Here’s the model I have so far (I just tried to adapt some architectures I found online):

class Autoencoder(nn.Module):

def __init__(self, input_shape, encoding_dim):
    super(Autoencoder, self).__init__()

    self.encode = nn.Sequential(
        nn.Linear(input_shape, 128),
        nn.ReLU(True),
        nn.Linear(128, 64),
        nn.ReLU(True),
        nn.Linear(64, encoding_dim),
    )

    self.decode = nn.Sequential(
        nn.Linear(encoding_dim, 64),
        nn.ReLU(True),
        nn.Linear(64, 128),
        nn.ReLU(True),
        nn.Linear(128, input_shape)
    )

def forward(self, x):
    x = self.encode(x)
    x = self.decode(x)
    return x

model = Autoencoder(input_shape=10, encoding_dim=5)

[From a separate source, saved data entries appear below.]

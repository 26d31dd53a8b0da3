/*
 * SPDX-License-Identifier: Apache-2.0
 * Copyright 2025 ByteDance and/or its affiliates.
 */

use std::sync::Arc;
use std::time::Instant;

use log::debug;

use e2_openssl::SslStatus;

use crate::event::Event;
use crate::sock::{self, RawRead};
use crate::stat::SslStats;

use super::handshake::{self, HsStatus};
use super::{
    try_signal_guard, NetPoller, SignalGuard, SignalResult, TlsVc, VcCore, VcMode, VioOp,
};

/// Outcome of one decrypt pass over the read VIO's write blocks.
#[derive(Debug, Clone, Copy, PartialEq, Eq)]
enum ReadOutcome {
    None,
    Ready,
    Complete,
    WouldBlockRead,
    WouldBlockWrite,
    Eos,
    Error(i32),
}

pub(crate) fn net_read_io(vc: &Arc<TlsVc>, nh: &dyn NetPoller) {
    if vc.closed() {
        return;
    }
    if vc.mode() == VcMode::BlindTunnel {
        plain_read_io(vc, nh);
        return;
    }

    // every upstream-facing signal runs under the VIO continuation's
    // mutex; contention means another thread owns the upstream now
    let cont = { vc.core.lock().unwrap().read.vio.cont.clone() };
    let mut sig = match try_signal_guard(&cont) {
        Ok(sig) => sig,
        Err(()) => {
            nh.read_reschedule(vc);
            return;
        }
    };

    if vc.reneg_abort() {
        vc.core.lock().unwrap().read.triggered = false;
        debug!("client renegotiation refused, signalling read error");
        vc.read_signal_error(&mut sig, 0);
        return;
    }

    let ntodo = {
        let core = vc.core.lock().unwrap();
        if !core.read.enabled || core.read.vio.op != VioOp::Read {
            drop(core);
            nh.read_disable(vc);
            return;
        }
        core.read.vio.ntodo()
    };

    if !vc.handshake_done() {
        handshake_read_io(vc, nh, &mut sig, ntodo);
        return;
    }

    // backpressure: nothing demanded, or the upstream has not drained
    {
        let core = vc.core.lock().unwrap();
        let cfg = vc.env().config();
        if core.read.vio.ntodo() <= 0 || core.read.vio.buffer.read_avail() >= cfg.read_water_mark {
            drop(core);
            nh.read_disable(vc);
            return;
        }
    }

    // replay drain: hand the engine's read side back to the socket once
    // every buffered handshake byte has been consumed
    {
        let mut core = vc.core.lock().unwrap();
        let drained = core.replay.as_ref().map(|r| r.is_drained());
        match drained {
            Some(true) => {
                if let Some(engine) = core.engine.as_mut() {
                    engine.attach_read_socket();
                }
                core.replay = None;
                debug!("handshake replay drained, engine reads the socket now");
            }
            Some(false) => {
                let VcCore { engine, replay, .. } = &mut *core;
                if let (Some(engine), Some(replay)) = (engine.as_mut(), replay.as_ref()) {
                    if engine.input_pending() == 0 {
                        if let Some(slice) = replay.next_feed_slice() {
                            engine.set_read_memory(slice);
                        }
                    }
                }
            }
            None => {}
        }
    }

    let mut bytes: i64 = 0;
    let mut ret;
    // keep driving while the engine consumes records without producing
    // plaintext; TODO: measure whether a single pass per poll round is
    // enough here
    loop {
        let (r, out) = ssl_read_from_net(vc);
        ret = out;
        if matches!(ret, ReadOutcome::None | ReadOutcome::Ready) {
            bytes += r;
        }
        let again = (ret == ReadOutcome::Ready && bytes == 0) || ret == ReadOutcome::None;
        if !again {
            break;
        }
    }

    if bytes > 0
        && matches!(
            ret,
            ReadOutcome::Ready | ReadOutcome::WouldBlockRead | ReadOutcome::WouldBlockWrite
        )
        && vc.read_signal_and_update(&mut sig, Event::ReadReady) == SignalResult::Stop
    {
        debug!("read continuation stopped processing");
        return;
    }

    match ret {
        ReadOutcome::None | ReadOutcome::Ready => nh.read_reschedule(vc),
        ReadOutcome::WouldBlockRead | ReadOutcome::WouldBlockWrite => {
            if vc.read_retargeted(&sig) {
                debug!("read vio retargeted during signal, rescheduling");
                if ret == ReadOutcome::WouldBlockRead {
                    nh.read_reschedule(vc);
                } else {
                    nh.write_reschedule(vc);
                }
                return;
            }
            vc.core.lock().unwrap().read.triggered = false;
            nh.read_ready_remove(vc);
            if ret == ReadOutcome::WouldBlockRead {
                nh.read_reschedule(vc);
            } else {
                nh.write_reschedule(vc);
            }
        }
        ReadOutcome::Eos => {
            vc.core.lock().unwrap().read.triggered = false;
            vc.read_signal_done(&mut sig, Event::Eos);
        }
        ReadOutcome::Complete => vc.read_signal_done(&mut sig, Event::ReadComplete),
        ReadOutcome::Error(errno) => {
            vc.core.lock().unwrap().read.triggered = false;
            vc.read_signal_error(&mut sig, errno);
        }
    }
}

/// Drive the handshake from a read event and route its status.
fn handshake_read_io(
    vc: &Arc<TlsVc>,
    nh: &dyn NetPoller,
    sig: &mut Option<SignalGuard>,
    ntodo: i64,
) {
    let ret = handshake::start_handshake(vc, nh);

    let replay_present = vc.core.lock().unwrap().replay.is_some();
    if replay_present && vc.mode() == VcMode::BlindTunnel {
        // the tunnel decision was made mid-accept; wake the upstream
        vc.read_signal_done(sig, Event::ReadComplete);

        if !vc.handshake_done() {
            // abandoned TLS state machine: everything the client sent
            // so far moves to the read VIO for forwarding
            vc.set_handshake_done();
            let copied = {
                let mut core = vc.core.lock().unwrap();
                let mut moved = 0usize;
                if let Some(replay) = core.replay.take() {
                    let mut all = Vec::new();
                    replay.copy_all(&mut all);
                    moved = all.len();
                    core.read.vio.buffer.append(&all);
                    core.read.vio.nbytes = core.read.vio.nbytes.saturating_add(moved as i64);
                    core.read.vio.ndone += moved as i64;
                }
                moved
            };
            debug!("blind tunnel promotion replayed {copied} buffered bytes");

            if vc.read_retargeted(sig) {
                // the wakeup retargeted the VIO; finish on the fresh
                // continuation so forwarding starts
                let cont = { vc.core.lock().unwrap().read.vio.cont.clone() };
                match try_signal_guard(&cont) {
                    Ok(mut sig2) => vc.read_signal_done(&mut sig2, Event::ReadComplete),
                    Err(()) => nh.read_reschedule(vc),
                }
            } else {
                vc.read_signal_done(sig, Event::ReadComplete);
            }
        }
        return;
    }

    match ret {
        HsStatus::Error(e) => {
            vc.core.lock().unwrap().read.triggered = false;
            debug!("handshake failed: {e}");
            vc.read_signal_error(sig, e.errno());
        }
        HsStatus::WantRead | HsStatus::WantAccept => {
            vc.core.lock().unwrap().read.triggered = false;
            nh.read_ready_remove(vc);
            nh.read_reschedule(vc);
        }
        HsStatus::WantWrite | HsStatus::WantConnect => {
            vc.core.lock().unwrap().write.triggered = false;
            nh.write_ready_remove(vc);
            nh.write_reschedule(vc);
        }
        HsStatus::Done => {
            // a zero-length read completes here; otherwise set up for
            // continued read processing
            if ntodo <= 0 {
                vc.read_signal_done(sig, Event::ReadComplete);
            } else {
                let enabled = {
                    let mut core = vc.core.lock().unwrap();
                    core.read.triggered = true;
                    core.read.enabled
                };
                if enabled {
                    nh.read_ready_in_or_enqueue(vc);
                }
            }
        }
        HsStatus::WaitForHook => {
            // progress resumes when the plugin calls reenable
        }
        HsStatus::Continue => nh.read_reschedule(vc),
    }
}

/// One decrypt pass: walk the VIO's write blocks in order, consuming
/// each block's write-available space.
fn ssl_read_from_net(vc: &Arc<TlsVc>) -> (i64, ReadOutcome) {
    let stats = vc.env().stats().clone();
    let cfg = vc.env().config();
    let mut core = vc.core.lock().unwrap();
    let core = &mut *core;

    let ntodo = core.read.vio.ntodo();
    if ntodo <= 0 {
        return (0, ReadOutcome::Complete);
    }
    core.read
        .vio
        .buffer
        .grow((ntodo as usize).min(cfg.max_record_size + 1));

    let VcCore {
        engine,
        replay,
        read,
        last_activity,
        ..
    } = core;
    let Some(engine) = engine.as_mut() else {
        return (0, ReadOutcome::Error(0));
    };

    let mut total: usize = 0;
    let mut outcome: Option<ReadOutcome> = None;
    'blocks: for slice in read.vio.buffer.write_slices(sock::NET_MAX_IOV) {
        let mut offset = 0;
        while offset < slice.len() {
            // never decrypt past the VIO's demand
            let want = (slice.len() - offset).min((ntodo as usize) - total);
            if want == 0 {
                break 'blocks;
            }
            match engine.read(&mut slice[offset..offset + want]) {
                Ok(n) => {
                    total += n;
                    offset += n;
                }
                Err(status) => {
                    outcome = Some(classify_read_status(status, &stats));
                    break 'blocks;
                }
            }
        }
    }
    read.vio.buffer.fill(total);

    // plaintext may have come out of still-buffered handshake bytes;
    // keep the replay's feed cursor in step with the engine
    if let Some(replay) = replay.as_mut() {
        let consumed = engine.take_consumed();
        if consumed > 0 {
            replay.advance_feed(consumed);
        }
    }

    if total > 0 {
        read.vio.ndone += total as i64;
        *last_activity = Some(Instant::now());
        let out = if read.vio.ntodo() <= 0 {
            ReadOutcome::Complete
        } else {
            ReadOutcome::Ready
        };
        (total as i64, out)
    } else {
        (0, outcome.unwrap_or(ReadOutcome::None))
    }
}

fn classify_read_status(status: SslStatus, stats: &SslStats) -> ReadOutcome {
    match status {
        SslStatus::WantRead => {
            stats.add_error_want_read();
            ReadOutcome::WouldBlockRead
        }
        SslStatus::WantWrite => {
            stats.add_error_want_write();
            ReadOutcome::WouldBlockWrite
        }
        SslStatus::WantX509Lookup => {
            stats.add_error_want_x509_lookup();
            ReadOutcome::WouldBlockWrite
        }
        SslStatus::WantAccept | SslStatus::WantSniResolve => ReadOutcome::WouldBlockRead,
        SslStatus::WantConnect => ReadOutcome::WouldBlockWrite,
        SslStatus::ZeroReturn => {
            stats.add_error_zero_return();
            ReadOutcome::Eos
        }
        SslStatus::Syscall(None) => ReadOutcome::Eos,
        SslStatus::Syscall(Some(e)) => {
            stats.add_error_syscall();
            debug!("ssl read underlying io error: {e}");
            ReadOutcome::Error(e.raw_os_error().unwrap_or(0))
        }
        SslStatus::Ssl(msg) => {
            stats.add_error_ssl();
            debug!("ssl read protocol error: {msg}");
            ReadOutcome::Error(0)
        }
    }
}

/// Opaque byte forwarding for blind-tunnel mode.
fn plain_read_io(vc: &Arc<TlsVc>, nh: &dyn NetPoller) {
    let cont = { vc.core.lock().unwrap().read.vio.cont.clone() };
    let mut sig = match try_signal_guard(&cont) {
        Ok(sig) => sig,
        Err(()) => {
            nh.read_reschedule(vc);
            return;
        }
    };

    let toread = {
        let core = vc.core.lock().unwrap();
        if !core.read.enabled || core.read.vio.op != VioOp::Read {
            drop(core);
            nh.read_disable(vc);
            return;
        }
        let cfg = vc.env().config();
        if core.read.vio.ntodo() <= 0 || core.read.vio.buffer.read_avail() >= cfg.read_water_mark {
            drop(core);
            nh.read_disable(vc);
            return;
        }
        core.read.vio.ntodo() as usize
    };

    let result = {
        let mut core = vc.core.lock().unwrap();
        let Some(sock) = core.sock() else {
            return;
        };
        sock::read_into_chain(sock, &mut core.read.vio.buffer, toread)
    };

    match result {
        RawRead::Bytes(n) => {
            let ntodo = {
                let mut core = vc.core.lock().unwrap();
                core.read.vio.ndone += n as i64;
                core.last_activity = Some(Instant::now());
                core.read.vio.ntodo()
            };
            if ntodo <= 0 {
                vc.read_signal_done(&mut sig, Event::ReadComplete);
            } else {
                if vc.read_signal_and_update(&mut sig, Event::ReadReady) == SignalResult::Stop {
                    return;
                }
                nh.read_reschedule(vc);
            }
        }
        RawRead::WouldBlock => {
            vc.core.lock().unwrap().read.triggered = false;
            nh.read_ready_remove(vc);
        }
        RawRead::Eof => {
            vc.core.lock().unwrap().read.triggered = false;
            vc.read_signal_done(&mut sig, Event::Eos);
        }
        RawRead::Err(e) => {
            vc.core.lock().unwrap().read.triggered = false;
            vc.read_signal_error(&mut sig, e.raw_os_error().unwrap_or(0));
        }
    }
}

And also I use LabelEncoder() and then OneHotEncoder() to give these features/categories I mentioned numerical form. However, after training, output is the same as was input (no changes on the category name) but when I try to use only encoder part I’m unable to apply LabelEncoder() and then OneHotEncoder() because of dimension issues. I feel like maybe I can do something differently at the beginning, then I try to give those features numerical form, however I’m not sure what should I do. Thank you a lot in advance!

Kushaj · May 22, 2020, 5:51pm

You can use nn.Embedding for your categorical variables. And then you can visualize the embedding to get intuitions.

aleemsidra · April 2, 2022, 2:43pm

I have categorical data: sex(M, F) and age (89Y, 55Y, 45Y, 65Y). I want to pass information about age and sex along with the image. Now when I am trying to visualize the effect of embedding for the sex category: every time I get a different vector representation for F. If the vector representation for the same word is going to be different how can it aid the prediction when concatenated with CNN extracted features?
Below are vectors, I got for “F” category by running code three times

torch.manual_seed(1)
word_to_ix = {"F": 0, "M": 1}
embeds = nn.Embedding(2, 3)  # 2 words in vocab, 5 dimensional embeddings
lookup_tensor = torch.tensor([word_to_ix["F"]], dtype=torch.long)
hello_embed = embeds(lookup_tensor)

print(hello_embed)tensor([[-0.7452, -0.4845,  1.4728]], grad_fn=<EmbeddingBackward0>)
tensor([[-0.7452, -0.4845,  1.4728]], grad_fn=<EmbeddingBackward0>)
tensor([[-0.7452, -0.4845,  1.4728]], grad_fn=<EmbeddingBackward0>)